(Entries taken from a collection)
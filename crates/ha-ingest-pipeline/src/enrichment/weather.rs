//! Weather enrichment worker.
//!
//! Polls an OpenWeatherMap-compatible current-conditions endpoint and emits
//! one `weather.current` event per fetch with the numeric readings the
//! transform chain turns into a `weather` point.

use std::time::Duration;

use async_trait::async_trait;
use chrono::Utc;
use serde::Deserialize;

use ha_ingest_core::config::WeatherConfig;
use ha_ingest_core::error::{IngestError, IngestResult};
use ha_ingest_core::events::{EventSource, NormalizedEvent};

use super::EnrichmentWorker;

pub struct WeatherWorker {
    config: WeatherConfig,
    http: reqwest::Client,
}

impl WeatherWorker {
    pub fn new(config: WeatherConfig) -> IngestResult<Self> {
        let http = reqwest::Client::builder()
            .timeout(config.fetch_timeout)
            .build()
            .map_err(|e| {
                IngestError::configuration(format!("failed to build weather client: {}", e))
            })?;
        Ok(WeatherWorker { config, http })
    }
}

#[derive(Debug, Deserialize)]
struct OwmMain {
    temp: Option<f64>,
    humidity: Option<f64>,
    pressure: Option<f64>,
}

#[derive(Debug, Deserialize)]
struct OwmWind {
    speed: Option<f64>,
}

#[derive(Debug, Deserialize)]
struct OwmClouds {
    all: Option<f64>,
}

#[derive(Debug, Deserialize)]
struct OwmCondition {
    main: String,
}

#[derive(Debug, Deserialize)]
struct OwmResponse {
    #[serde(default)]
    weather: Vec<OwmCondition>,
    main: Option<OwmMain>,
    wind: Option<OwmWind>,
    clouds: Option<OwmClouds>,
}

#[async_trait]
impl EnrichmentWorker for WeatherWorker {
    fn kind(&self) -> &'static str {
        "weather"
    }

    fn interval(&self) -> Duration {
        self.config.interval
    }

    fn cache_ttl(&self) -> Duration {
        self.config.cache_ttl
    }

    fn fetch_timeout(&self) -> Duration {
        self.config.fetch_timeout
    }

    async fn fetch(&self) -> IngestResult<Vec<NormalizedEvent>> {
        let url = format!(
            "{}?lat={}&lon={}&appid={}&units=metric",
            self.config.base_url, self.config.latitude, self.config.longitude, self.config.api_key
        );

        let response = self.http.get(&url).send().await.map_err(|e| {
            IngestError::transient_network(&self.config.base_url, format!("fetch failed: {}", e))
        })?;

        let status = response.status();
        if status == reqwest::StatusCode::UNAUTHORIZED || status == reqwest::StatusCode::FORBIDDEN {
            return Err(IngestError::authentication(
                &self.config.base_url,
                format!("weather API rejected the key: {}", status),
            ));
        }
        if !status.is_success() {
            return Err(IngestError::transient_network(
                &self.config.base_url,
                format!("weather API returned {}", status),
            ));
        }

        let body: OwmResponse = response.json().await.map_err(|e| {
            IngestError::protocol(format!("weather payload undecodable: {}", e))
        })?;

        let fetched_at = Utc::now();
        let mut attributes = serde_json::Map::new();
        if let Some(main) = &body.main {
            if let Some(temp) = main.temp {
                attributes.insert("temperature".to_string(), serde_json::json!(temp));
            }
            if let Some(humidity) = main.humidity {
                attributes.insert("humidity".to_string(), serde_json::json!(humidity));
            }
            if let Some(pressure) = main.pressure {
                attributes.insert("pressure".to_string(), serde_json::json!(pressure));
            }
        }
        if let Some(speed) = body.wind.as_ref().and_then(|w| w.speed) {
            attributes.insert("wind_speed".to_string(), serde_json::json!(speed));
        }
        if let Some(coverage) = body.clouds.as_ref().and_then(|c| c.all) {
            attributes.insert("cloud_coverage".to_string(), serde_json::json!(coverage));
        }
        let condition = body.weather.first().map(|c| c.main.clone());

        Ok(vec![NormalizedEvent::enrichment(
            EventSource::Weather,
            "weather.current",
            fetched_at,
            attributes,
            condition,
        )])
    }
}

WORK INSTRUCTION:
Look over the entries above and say how many lines contain "await"; give only the number.

ANSWER FOR THIS EXERCISE:
2